Em Santos, já está se organizando o Mulherio das Letras Baixada Santista. Uma coletânea de poemas das poetas participantes no Mulherio de todas as regiões do Brasil, com um grande número de adesões, a ser lançada no encontro nacional, está sendo organizada pela poeta e editora Vanessa Ratton, lá em Santos, uma das várias iniciativas que a onda do Mulherio está suscitando pelo país afora.

A partir deste mês de junho, o Mulherio das Letras passa a contar com um programa na rádio Terra da Fraternidade, a ser transmitido de Portugal com e para o mundo lusófono. A Rádio Terra da Fraternidade é mais uma iniciativa da revista inComunidade, da qual uma das editoras é a jornalista brasileira Myrian Naves. No inicio, o programa terá uma hora de duração, e trará entrevistas com as participantes do movimento, dicas de leitura, e detalhes sobre a programação do encontro.

Durante o encontro nacional do Mulherio, em outubro, será lançado o edital para o prêmio "Carolina de Jesus", destinado às mulheres escritoras que ainda não foram publicadas em livro solo. "Este prêmio surge como resposta e provocação, não só a prêmios literários, que reiteradamente premiam apenas homens, como também, a questionamentos falocêntricos sobre a qualidade e a razão de existência de algumas escritoras", explica a escritora Micheliny Verunschk, de Pernambuco.
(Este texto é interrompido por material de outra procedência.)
//! Storefront Library
//!
//! This library provides the core of a small storefront: a filterable
//! product catalog, a shopping cart reconciled against a remote cart
//! gateway, and the mock cart API that gateway talks to.

// Domain modules
pub mod cart;
pub mod catalog;

// Infrastructure
pub mod api;
pub mod config;
pub mod router;
//! Cart store scenarios against the mock cart API
//!
//! Each test drives a `CartStore` through `ApiCartGateway`, so every command
//! makes a real HTTP round trip through the router.

use std::sync::Arc;

use storefront::api::{ApiCartGateway, AppState};
use storefront::cart::{
    AddToCartRequest, CartCommand, CartError, CartLine, CartStore, RequestStatus,
};
use storefront::catalog::ProductCatalogStore;

fn create_store() -> (Arc<AppState>, CartStore<ApiCartGateway>) {
    let state = Arc::new(AppState::new());
    let gateway = ApiCartGateway::with_state(state.clone());
    (state, CartStore::new(gateway))
}

fn request(product_id: u64, quantity: u32) -> AddToCartRequest {
    let catalog = ProductCatalogStore::with_sample_catalog();
    let product = catalog
        .products()
        .iter()
        .find(|p| p.id == product_id)
        .unwrap();
    AddToCartRequest::for_product(product, quantity)
}

#[tokio::test]
async fn test_first_add_uses_gateway_quantity() {
    let (_state, mut store) = create_store();

    store.add_to_cart(request(1, 3)).await.unwrap();

    let items = store.items();
    assert_eq!(items.len(), 1);
    assert_eq!(items[0].product_id, 1);
    assert_eq!(items[0].name, "Wireless Headphones");
    assert_eq!(items[0].quantity, 3);
    assert_eq!(store.totals().item_count, 3);
    assert!((store.totals().subtotal - 3.0 * 79.99).abs() < 1e-9);
}

#[tokio::test]
async fn test_repeat_add_increments_local_line_by_exactly_one() {
    let (state, mut store) = create_store();

    store.add_to_cart(request(1, 3)).await.unwrap();
    store.add_to_cart(request(1, 3)).await.unwrap();

    // The local line gains one unit even though three were requested.
    assert_eq!(store.items().len(), 1);
    assert_eq!(store.items()[0].quantity, 4);
    assert_eq!(store.totals().item_count, 4);

    // The gateway itself accumulated the full requested quantity.
    assert_eq!(state.cart_lines()[0].quantity, 6);

    // Refetching adopts the authoritative quantity.
    store.fetch_cart().await.unwrap();
    assert_eq!(store.items()[0].quantity, 6);
    assert_eq!(store.totals().item_count, 6);
}

#[tokio::test]
async fn test_update_to_zero_is_rejected_without_gateway_call() {
    let (state, mut store) = create_store();
    store.add_to_cart(request(6, 2)).await.unwrap();
    let line_id = store.items()[0].id;
    let before = store.state().clone();

    let err = store.update_cart_item(line_id, 0).await.unwrap_err();

    assert!(matches!(err, CartError::Validation(_)));
    assert_eq!(store.state(), &before);
    assert_eq!(state.cart_lines()[0].quantity, 2);
}

#[tokio::test]
async fn test_update_replaces_line_with_gateway_copy() {
    let (_state, mut store) = create_store();
    store.add_to_cart(request(6, 1)).await.unwrap();
    let line_id = store.items()[0].id;

    store.update_cart_item(line_id, 5).await.unwrap();

    assert_eq!(store.items()[0].quantity, 5);
    assert_eq!(store.totals().item_count, 5);
    assert!((store.totals().subtotal - 5.0 * 59.99).abs() < 1e-9);
    assert_eq!(store.state().status, RequestStatus::Fulfilled(CartCommand::Update));
}

#[tokio::test]
async fn test_update_unknown_line_surfaces_error() {
    let (_state, mut store) = create_store();

    let err = store.update_cart_item(999, 2).await.unwrap_err();

    assert_eq!(err, CartError::Gateway("Item not found".into()));
    assert_eq!(store.state().error.as_deref(), Some("Item not found"));
    assert!(store.items().is_empty());
}

#[tokio::test]
async fn test_remove_nonexistent_line_keeps_state() {
    let (_state, mut store) = create_store();
    store.add_to_cart(request(2, 1)).await.unwrap();
    let items_before: Vec<CartLine> = store.items().to_vec();
    let totals_before = store.totals();

    let err = store.remove_from_cart(424242).await.unwrap_err();

    assert_eq!(err, CartError::Gateway("Item not found".into()));
    assert_eq!(store.items(), items_before.as_slice());
    assert_eq!(store.totals(), totals_before);
    assert_eq!(store.state().status, RequestStatus::Rejected(CartCommand::Remove));
    assert_eq!(store.state().error.as_deref(), Some("Item not found"));
}

#[tokio::test]
async fn test_remove_line() {
    let (state, mut store) = create_store();
    store.add_to_cart(request(2, 1)).await.unwrap();
    store.add_to_cart(request(7, 2)).await.unwrap();
    let line_id = store.items()[0].id;

    store.remove_from_cart(line_id).await.unwrap();

    assert_eq!(store.items().len(), 1);
    assert_eq!(store.items()[0].product_id, 7);
    assert_eq!(store.totals().item_count, 2);
    assert_eq!(state.cart_lines().len(), 1);
}

#[tokio::test]
async fn test_open_cart_hydrates_from_gateway() {
    let (state, mut store) = create_store();
    state.add_line(request(11, 2)).unwrap();
    state.add_line(request(12, 1)).unwrap();

    store.open_cart().await.unwrap();

    assert!(store.state().is_open);
    let names: Vec<&str> = store.items().iter().map(|l| l.name.as_str()).collect();
    assert_eq!(names, vec!["Water Bottle", "Blender"]);
    assert_eq!(store.totals().item_count, 3);
    assert!((store.totals().subtotal - (2.0 * 24.99 + 89.99)).abs() < 1e-9);

    store.close_cart();
    assert!(!store.state().is_open);
}

#[tokio::test]
async fn test_subscribers_see_final_snapshot() {
    let (_state, mut store) = create_store();
    let mut rx = store.subscribe();

    store.add_to_cart(request(5, 2)).await.unwrap();

    assert!(rx.has_changed().unwrap());
    let snapshot = rx.borrow_and_update().clone();
    assert_eq!(snapshot, *store.state());
    assert!(!snapshot.is_loading());
    assert_eq!(snapshot.totals.item_count, 2);
}
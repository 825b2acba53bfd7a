//! Product Catalog State Management
//!
//! [`ProductCatalogStore`] owns the immutable product list and the active
//! [`FilterCriteria`], and keeps the derived view in step with them.

use super::fixtures::sample_products;
use super::helpers::{apply_criteria, distinct_values, ensure_unique_ids, update_criteria};
use super::models::{CatalogError, CriteriaUpdate, FilterCriteria, PriceRange, Product, SortKey};
use tracing::debug;

/// Catalog state container.
///
/// Every mutator changes one criteria field and then rebuilds the view from
/// the full product list, so stale filters never compound.
#[derive(Debug, Clone)]
pub struct ProductCatalogStore {
    products: Vec<Product>,
    criteria: FilterCriteria,
    filtered: Vec<Product>,
}

impl Default for ProductCatalogStore {
    fn default() -> Self {
        Self::with_sample_catalog()
    }
}

impl ProductCatalogStore {
    /// Builds a store over `products` with default criteria.
    pub fn new(products: Vec<Product>) -> Result<Self, CatalogError> {
        ensure_unique_ids(&products)?;
        Ok(Self::from_products(products))
    }

    /// Builds a store over the bundled sample catalog, whose ids are known
    /// to be unique.
    pub fn with_sample_catalog() -> Self {
        Self::from_products(sample_products())
    }

    fn from_products(products: Vec<Product>) -> Self {
        let criteria = FilterCriteria::default();
        let filtered = apply_criteria(&products, &criteria);
        Self {
            products,
            criteria,
            filtered,
        }
    }

    /// Full catalog in catalog order.
    pub fn products(&self) -> &[Product] {
        &self.products
    }

    /// Current derived view.
    pub fn filtered(&self) -> &[Product] {
        &self.filtered
    }

    pub fn criteria(&self) -> &FilterCriteria {
        &self.criteria
    }

    /// Distinct categories in catalog order.
    pub fn categories(&self) -> Vec<String> {
        distinct_values(&self.products, |p| p.category.as_str())
    }

    /// Distinct brands in catalog order.
    pub fn brands(&self) -> Vec<String> {
        distinct_values(&self.products, |p| p.brand.as_str())
    }

    /// Applies `update` and recomputes the view.
    pub fn apply(&mut self, update: CriteriaUpdate) -> &[Product] {
        debug!(?update, "applying catalog criteria update");
        update_criteria(&mut self.criteria, update);
        self.filtered = apply_criteria(&self.products, &self.criteria);
        debug!(
            visible = self.filtered.len(),
            total = self.products.len(),
            "catalog view recomputed"
        );
        &self.filtered
    }

    pub fn set_search_query(&mut self, query: impl Into<String>) -> &[Product] {
        self.apply(CriteriaUpdate::SetSearchQuery(query.into()))
    }

    pub fn toggle_category(&mut self, category: impl Into<String>) -> &[Product] {
        self.apply(CriteriaUpdate::ToggleCategory(category.into()))
    }

    pub fn toggle_brand(&mut self, brand: impl Into<String>) -> &[Product] {
        self.apply(CriteriaUpdate::ToggleBrand(brand.into()))
    }

    /// Stores `range` exactly as given; bounds outside the slider range are kept.
    pub fn set_price_range(&mut self, range: PriceRange) -> &[Product] {
        self.apply(CriteriaUpdate::SetPriceRange(range))
    }

    pub fn toggle_in_stock_only(&mut self) -> &[Product] {
        self.apply(CriteriaUpdate::ToggleInStockOnly)
    }

    pub fn set_sort_by(&mut self, sort_by: SortKey) -> &[Product] {
        self.apply(CriteriaUpdate::SetSortBy(sort_by))
    }

    /// Resets every criteria field, search and sort included.
    pub fn clear_filters(&mut self) -> &[Product] {
        self.apply(CriteriaUpdate::ClearFilters)
    }
}
//! Mock Cart API Models
//!
//! Request and response bodies that only exist at the HTTP boundary. Cart
//! lines and add requests reuse the cart domain types.

use crate::catalog::{FilterCriteria, PriceRange, SortKey, PRICE_SLIDER_MAX, PRICE_SLIDER_MIN};
use serde::{Deserialize, Serialize};

/// Response for a successful delete
#[derive(Debug, Serialize, Deserialize)]
pub struct DeleteResponse {
    pub success: bool,
}

/// Query string accepted by `GET /api/products`
#[derive(Debug, Default, Deserialize)]
#[serde(rename_all = "camelCase")]
pub struct ProductQuery {
    pub search: Option<String>,

    /// Comma-separated category names
    pub category: Option<String>,

    /// Comma-separated brand names
    pub brand: Option<String>,

    pub min_price: Option<f64>,

    pub max_price: Option<f64>,

    #[serde(default)]
    pub in_stock_only: bool,

    pub sort: Option<SortKey>,
}

impl ProductQuery {
    /// Converts the query into catalog criteria, defaulting whatever is absent.
    pub fn into_criteria(self) -> FilterCriteria {
        FilterCriteria {
            categories: split_list(self.category),
            brands: split_list(self.brand),
            price_range: PriceRange::new(
                self.min_price.unwrap_or(PRICE_SLIDER_MIN),
                self.max_price.unwrap_or(PRICE_SLIDER_MAX),
            ),
            in_stock_only: self.in_stock_only,
            search: self.search.unwrap_or_default(),
            sort_by: self.sort.unwrap_or_default(),
        }
    }
}

fn split_list(raw: Option<String>) -> Vec<String> {
    raw.map(|s| {
        s.split(',')
            .map(str::trim)
            .filter(|v| !v.is_empty())
            .map(str::to_string)
            .collect()
    })
    .unwrap_or_default()
}
//! Cart gateway over the mock API
//!
//! [`ApiCartGateway`] drives a [`CartStore`](crate::cart::CartStore) against
//! the mock cart endpoints by sending real HTTP requests through the router
//! in-process.

use super::state::SharedState;
use crate::cart::{
    AddToCartRequest, CartGateway, CartLine, CartResponse, GatewayError, UpdateCartItemRequest,
};
use crate::router::create_app_router;
use async_trait::async_trait;
use axum::{
    body::{Body, Bytes},
    http::{header, Method, Request, StatusCode},
    Router,
};
use serde::{de::DeserializeOwned, Serialize};
use serde_json::Value;
use tower::util::ServiceExt; // for `oneshot`

const INVALID_RESPONSE: &str = "Invalid response format from server";

/// Gateway that dispatches cart commands to an axum router.
#[derive(Clone)]
pub struct ApiCartGateway {
    router: Router,
}

impl ApiCartGateway {
    pub fn new(router: Router) -> Self {
        Self { router }
    }

    /// Builds the full application router over `state`.
    pub fn with_state(state: SharedState) -> Self {
        Self::new(create_app_router(state))
    }

    async fn send<B: Serialize>(
        &self,
        method: Method,
        uri: &str,
        body: Option<&B>,
    ) -> Result<(StatusCode, Bytes), GatewayError> {
        let builder = Request::builder().method(method).uri(uri);
        let request = match body {
            Some(payload) => {
                let bytes =
                    serde_json::to_vec(payload).map_err(|e| GatewayError::new(e.to_string()))?;
                builder
                    .header(header::CONTENT_TYPE, "application/json")
                    .body(Body::from(bytes))
            }
            None => builder.body(Body::empty()),
        }
        .map_err(|e| GatewayError::new(e.to_string()))?;

        let response = self
            .router
            .clone()
            .oneshot(request)
            .await
            .map_err(|e| GatewayError::new(e.to_string()))?;

        let status = response.status();
        let bytes = axum::body::to_bytes(response.into_body(), usize::MAX)
            .await
            .map_err(|e| GatewayError::new(e.to_string()))?;

        Ok((status, bytes))
    }
}

/// Picks the `message` or `error` field of a failure body, or `fallback`.
fn failure_message(body: &[u8], fallback: &str) -> String {
    serde_json::from_slice::<Value>(body)
        .ok()
        .and_then(|v| {
            v.get("message")
                .or_else(|| v.get("error"))
                .and_then(Value::as_str)
                .map(str::to_string)
        })
        .unwrap_or_else(|| fallback.to_string())
}

fn decode<T: DeserializeOwned>(body: &[u8]) -> Result<T, GatewayError> {
    serde_json::from_slice(body).map_err(|_| GatewayError::new(INVALID_RESPONSE))
}

fn ensure_success(status: StatusCode, body: &[u8], fallback: &str) -> Result<(), GatewayError> {
    if status.is_success() {
        Ok(())
    } else {
        Err(GatewayError::new(failure_message(body, fallback)))
    }
}

#[async_trait]
impl CartGateway for ApiCartGateway {
    async fn fetch(&self) -> Result<CartResponse, GatewayError> {
        let (status, body) = self.send::<()>(Method::GET, "/api/cart", None).await?;
        ensure_success(status, &body, "Failed to fetch cart")?;

        if body.iter().all(u8::is_ascii_whitespace) {
            return Ok(CartResponse::default());
        }
        decode(&body)
    }

    async fn add(&self, request: &AddToCartRequest) -> Result<CartLine, GatewayError> {
        let (status, body) = self.send(Method::POST, "/api/cart/add", Some(request)).await?;
        ensure_success(status, &body, "Failed to add to cart")?;
        decode(&body)
    }

    async fn update(&self, line_id: u64, quantity: u32) -> Result<CartLine, GatewayError> {
        let uri = format!("/api/cart/items/{}", line_id);
        let payload = UpdateCartItemRequest { quantity };
        let (status, body) = self.send(Method::PATCH, &uri, Some(&payload)).await?;
        ensure_success(status, &body, "Failed to update item")?;
        decode(&body)
    }

    async fn delete(&self, line_id: u64) -> Result<(), GatewayError> {
        let uri = format!("/api/cart/items/{}", line_id);
        let (status, body) = self.send::<()>(Method::DELETE, &uri, None).await?;
        ensure_success(status, &body, "Failed to remove item")
    }
}

#[cfg(test)]
mod tests {
    use super::*;
    use axum::routing::get;

    #[test]
    fn test_failure_message_prefers_body_fields() {
        assert_eq!(failure_message(br#"{"message":"nope"}"#, "fallback"), "nope");
        assert_eq!(
            failure_message(br#"{"error":"Item not found"}"#, "fallback"),
            "Item not found"
        );
        assert_eq!(failure_message(b"", "Failed to remove item"), "Failed to remove item");
        assert_eq!(failure_message(b"<html>", "fallback"), "fallback");
    }

    #[test]
    fn test_decode_reports_invalid_format() {
        let err = decode::<CartResponse>(b"not json").unwrap_err();
        assert_eq!(err.message, INVALID_RESPONSE);
    }

    #[tokio::test]
    async fn test_blank_fetch_body_is_an_empty_cart() {
        let gateway = ApiCartGateway::new(Router::new().route("/api/cart", get(|| async { "  " })));

        let cart = gateway.fetch().await.unwrap();

        assert_eq!(cart, CartResponse::default());
    }

    #[tokio::test]
    async fn test_fetch_failure_uses_default_message() {
        let gateway = ApiCartGateway::new(Router::new().route(
            "/api/cart",
            get(|| async { (StatusCode::INTERNAL_SERVER_ERROR, "") }),
        ));

        let err = gateway.fetch().await.unwrap_err();

        assert_eq!(err.message, "Failed to fetch cart");
    }
}
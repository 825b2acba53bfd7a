//! Product Catalog Domain Module
//!
//! This module contains the product catalog logic, including:
//! - Domain models (Product, FilterCriteria, SortKey)
//! - The bundled sample catalog
//! - Pure filtering and sorting helpers
//! - The catalog state container

pub mod fixtures;
pub mod helpers;
pub mod models;
pub mod store;

// Re-export commonly used types for convenience
pub use models::{
    CatalogError, CriteriaUpdate, FilterCriteria, PriceRange, Product, SortKey, PRICE_SLIDER_MAX,
    PRICE_SLIDER_MIN,
};
pub use store::ProductCatalogStore;
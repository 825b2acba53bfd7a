//! Routing module for the storefront application

use crate::api::SharedState;
use axum::{
    body::Body,
    extract::Request,
    http::{HeaderName, HeaderValue},
    middleware::Next,
    Router,
};
use tower_http::cors::{Any, CorsLayer};
use tracing::{info, warn};
use uuid::Uuid;

/// Response header carrying the id assigned to each request
pub const REQUEST_ID_HEADER: HeaderName = HeaderName::from_static("x-request-id");

/// Creates and configures the application router with all routes and middleware
pub fn create_app_router(state: SharedState) -> Router {
    // Middleware: Log requests under a fresh request id
    let log_layer = axum::middleware::from_fn(|req: Request<Body>, next: Next| async move {
        let request_id = Uuid::new_v4().simple().to_string();
        info!(%request_id, method = %req.method(), uri = %req.uri(), "request");

        let mut res = next.run(req).await;
        if !res.status().is_success() {
            warn!(%request_id, status = %res.status(), "request failed");
        }
        if let Ok(value) = HeaderValue::from_str(&request_id) {
            res.headers_mut().insert(REQUEST_ID_HEADER, value);
        }
        res
    });

    // Middleware: CORS (Permissive for local dev)
    let cors_layer = CorsLayer::new()
        .allow_origin(Any)
        .allow_methods(Any)
        .allow_headers(Any);

    // Routes
    Router::new()
        .merge(crate::api::routes())
        .layer(log_layer)
        .layer(cors_layer)
        .with_state(state)
}
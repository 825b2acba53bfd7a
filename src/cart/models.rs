//! Shopping Cart Domain Models
//!
//! This module contains all data structures related to the shopping cart
//! business domain: cart lines, gateway payloads and the observable state.

use serde::{Deserialize, Serialize};

// =============================================================================
// Cart Domain Models
// =============================================================================

/// Returns the default quantity (1) for add requests
fn default_quantity() -> u32 {
    1
}

/// One row in the cart
#[derive(Debug, Clone, Serialize, Deserialize, PartialEq)]
#[serde(rename_all = "camelCase")]
pub struct CartLine {
    /// Line identifier assigned by the gateway
    pub id: u64,

    /// Catalog product this line refers to
    pub product_id: u64,

    /// Product name at the time it was added
    pub name: String,

    /// Unit price snapshot taken when the line was created
    pub price: f64,

    /// Number of units, always at least 1
    pub quantity: u32,

    #[serde(default, skip_serializing_if = "Option::is_none")]
    pub image: Option<String>,
}

impl CartLine {
    /// Price multiplied by quantity.
    pub fn line_total(&self) -> f64 {
        self.price * f64::from(self.quantity)
    }
}

/// Payload for adding a product to the cart
#[derive(Debug, Clone, Serialize, Deserialize, PartialEq)]
#[serde(rename_all = "camelCase")]
pub struct AddToCartRequest {
    pub product_id: u64,

    /// Requested quantity (defaults to 1)
    #[serde(default = "default_quantity")]
    pub quantity: u32,

    pub name: String,

    pub price: f64,

    #[serde(default, skip_serializing_if = "Option::is_none")]
    pub image: Option<String>,
}

impl AddToCartRequest {
    /// Builds a request for `quantity` units of `product`.
    pub fn for_product(product: &crate::catalog::Product, quantity: u32) -> Self {
        Self {
            product_id: product.id,
            quantity,
            name: product.name.clone(),
            price: product.price,
            image: Some(product.image.clone()),
        }
    }
}

/// Body of a quantity update
#[derive(Debug, Clone, Copy, Serialize, Deserialize, PartialEq)]
pub struct UpdateCartItemRequest {
    pub quantity: u32,
}

/// Authoritative cart contents returned by a fetch
#[derive(Debug, Clone, Default, Serialize, Deserialize, PartialEq)]
pub struct CartResponse {
    #[serde(default)]
    pub items: Vec<CartLine>,
}

/// Totals derived from the cart lines
#[derive(Debug, Clone, Copy, Default, Serialize, PartialEq)]
#[serde(rename_all = "camelCase")]
pub struct CartTotals {
    /// Sum of quantities, wide enough that no two `u32` lines overflow it
    pub item_count: u64,

    /// Sum of price times quantity
    pub subtotal: f64,
}

// =============================================================================
// Request Lifecycle
// =============================================================================

/// Cart commands that need a gateway round trip
#[derive(Debug, Clone, Copy, Serialize, PartialEq, Eq)]
#[serde(rename_all = "camelCase")]
pub enum CartCommand {
    Fetch,
    Add,
    Update,
    Remove,
}

/// Lifecycle of the most recent cart command.
///
/// A single status is shared by every command, so it doubles as the global
/// loading flag.
#[derive(Debug, Clone, Copy, Default, Serialize, PartialEq, Eq)]
#[serde(tag = "state", content = "command", rename_all = "camelCase")]
pub enum RequestStatus {
    #[default]
    Idle,
    Pending(CartCommand),
    Fulfilled(CartCommand),
    Rejected(CartCommand),
}

impl RequestStatus {
    pub fn is_loading(&self) -> bool {
        matches!(self, RequestStatus::Pending(_))
    }
}

/// Snapshot of the cart as observers see it
#[derive(Debug, Clone, Default, Serialize, PartialEq)]
#[serde(rename_all = "camelCase")]
pub struct CartState {
    pub items: Vec<CartLine>,

    pub totals: CartTotals,

    /// Whether the cart view is open
    pub is_open: bool,

    pub status: RequestStatus,

    /// Message of the last gateway failure, cleared when a command starts
    pub error: Option<String>,
}

impl CartState {
    pub fn is_loading(&self) -> bool {
        self.status.is_loading()
    }
}
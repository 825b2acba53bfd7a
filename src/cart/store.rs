//! Shopping Cart State Management
//!
//! [`CartStore`] keeps the local copy of the cart in step with a
//! [`CartGateway`]. Commands take `&mut self`, so a store never has two
//! gateway calls in flight and responses are reconciled in issue order.

use super::error::{CartError, GatewayError};
use super::gateway::CartGateway;
use super::helpers::{
    self, drop_empty_lines, format_item_summary, merge_added_line, remove_line, replace_line,
};
use super::models::{
    AddToCartRequest, CartCommand, CartLine, CartState, CartTotals, RequestStatus,
};
use tokio::sync::watch;
use tracing::{debug, info, warn};

/// Cart state container backed by a gateway.
pub struct CartStore<G> {
    gateway: G,
    state: CartState,
    snapshots: watch::Sender<CartState>,
}

impl<G: CartGateway> CartStore<G> {
    /// Creates an empty, closed cart that talks to `gateway`.
    pub fn new(gateway: G) -> Self {
        let state = CartState::default();
        let (snapshots, _) = watch::channel(state.clone());
        Self {
            gateway,
            state,
            snapshots,
        }
    }

    pub fn gateway(&self) -> &G {
        &self.gateway
    }

    pub fn state(&self) -> &CartState {
        &self.state
    }

    pub fn items(&self) -> &[CartLine] {
        &self.state.items
    }

    pub fn totals(&self) -> CartTotals {
        self.state.totals
    }

    /// Receives a snapshot after every transition, pending states included.
    pub fn subscribe(&self) -> watch::Receiver<CartState> {
        self.snapshots.subscribe()
    }

    /// Recomputes item count and subtotal from the current lines.
    pub fn calculate_totals(&mut self) -> CartTotals {
        self.state.totals = helpers::calculate_totals(&self.state.items);
        self.state.totals
    }

    /// Replaces the local lines with the gateway's cart.
    pub async fn fetch_cart(&mut self) -> Result<(), CartError> {
        self.begin(CartCommand::Fetch);

        let outcome = match self.gateway.fetch().await {
            Ok(response) => {
                self.state.items = drop_empty_lines(response.items);
                info!(
                    lines = self.state.items.len(),
                    "cart fetched: {}",
                    format_item_summary(&self.state.items)
                );
                Ok(())
            }
            Err(err) => Err(err),
        };

        self.finish(CartCommand::Fetch, outcome)
    }

    /// Adds a product through the gateway.
    ///
    /// When the gateway answers with a line that is already in the cart, the
    /// local quantity goes up by exactly 1 regardless of `request.quantity`.
    pub async fn add_to_cart(&mut self, request: AddToCartRequest) -> Result<(), CartError> {
        if request.quantity < 1 {
            return Err(CartError::Validation(
                "quantity must be at least 1".to_string(),
            ));
        }

        self.begin(CartCommand::Add);

        let outcome = match self.gateway.add(&request).await {
            Ok(line) => {
                info!(
                    line_id = line.id,
                    product_id = request.product_id,
                    "added to cart: {}",
                    request.name
                );
                merge_added_line(&mut self.state.items, line);
                Ok(())
            }
            Err(err) => Err(err),
        };

        self.finish(CartCommand::Add, outcome)
    }

    /// Sets the quantity of `line_id`. Quantities below 1 never reach the gateway.
    pub async fn update_cart_item(&mut self, line_id: u64, quantity: u32) -> Result<(), CartError> {
        if quantity < 1 {
            return Err(CartError::Validation(format!(
                "quantity for line {} must be at least 1",
                line_id
            )));
        }

        self.begin(CartCommand::Update);

        let outcome = match self.gateway.update(line_id, quantity).await {
            Ok(line) => {
                if !replace_line(&mut self.state.items, line) {
                    debug!(line_id, "updated line is not in the local cart");
                }
                Ok(())
            }
            Err(err) => Err(err),
        };

        self.finish(CartCommand::Update, outcome)
    }

    /// Deletes `line_id` through the gateway; the local line stays on failure.
    pub async fn remove_from_cart(&mut self, line_id: u64) -> Result<(), CartError> {
        self.begin(CartCommand::Remove);

        let outcome = match self.gateway.delete(line_id).await {
            Ok(()) => {
                if !remove_line(&mut self.state.items, line_id) {
                    debug!(line_id, "removed line was not in the local cart");
                }
                Ok(())
            }
            Err(err) => Err(err),
        };

        self.finish(CartCommand::Remove, outcome)
    }

    /// Opens the cart view and hydrates it from the gateway.
    pub async fn open_cart(&mut self) -> Result<(), CartError> {
        self.state.is_open = true;
        self.publish();
        self.fetch_cart().await
    }

    pub fn close_cart(&mut self) {
        self.state.is_open = false;
        self.publish();
    }

    /// Closes an open cart, or opens (and fetches) a closed one.
    pub async fn toggle_cart(&mut self) -> Result<(), CartError> {
        if self.state.is_open {
            self.close_cart();
            Ok(())
        } else {
            self.open_cart().await
        }
    }

    pub fn clear_error(&mut self) {
        self.state.error = None;
        self.publish();
    }

    fn begin(&mut self, command: CartCommand) {
        debug!(?command, "cart command pending");
        self.state.status = RequestStatus::Pending(command);
        self.state.error = None;
        self.publish();
    }

    fn finish(
        &mut self,
        command: CartCommand,
        outcome: Result<(), GatewayError>,
    ) -> Result<(), CartError> {
        let result = match outcome {
            Ok(()) => {
                self.calculate_totals();
                self.state.status = RequestStatus::Fulfilled(command);
                Ok(())
            }
            Err(err) => {
                warn!(?command, error = %err, "cart command rejected");
                self.state.status = RequestStatus::Rejected(command);
                self.state.error = Some(err.message.clone());
                Err(err.into())
            }
        };

        self.publish();
        result
    }

    fn publish(&self) {
        self.snapshots.send_replace(self.state.clone());
    }
}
O nome Carolina de Jesus é uma homenagem que o Mulherio faz a esta escritora que rompeu as várias barreiras da discriminação com seu livro Quarto de despejo, publicado em 1960.

A voz do Mulherio — Para a poeta, Adriane Garcia, de Belo Horizonte: "O Mulherio é um ponto culminante em um movimento que vem acontecendo, paulatinamente, ininterruptamente, na literatura brasileira contemporânea. A ideia de um encontro que reúna essas escritoras que, por todo país, todos os dias, vêm acrescentando a voz das mulheres às letras, quebrando uma hegemonia inegável que nos tem excluído por todos esses séculos".

"O sonho vai se tornando possível de maneira orgânica e sem hierarquia, nos escutando mutuamente e buscando um formato que nos sirva. Tudo indica que o encontro de outubro vá ser um momento importante e fundador de um espaço de fala e reflexão que instaure um modo de nos aproximarmos mais como criadoras, leitoras e cidadãs. Neste processo a internet tem sido indispensável, pois possibilita encontro e comunicação rápida, "afirma a escritora, doutora em Letras pela USP e criadora do movimento #euleiomulheresvivas, Susana Ventura.

Dentro da programação do encontro nacional Mulherio das Letras, de 12 a 15 de outubro, em João Pessoa, haverá exposição de livros das participantes para venda, rodas de diálogo, exposição de arte visual e de poesia, saraus, peças teatrais, entre outras atividades que estão sendo organizadas de maneira coletiva por todas.

No grupo de organização do Movimento Mulherio das Letras, numa rede social, já são mais de três mil e oitocentas mulheres participando.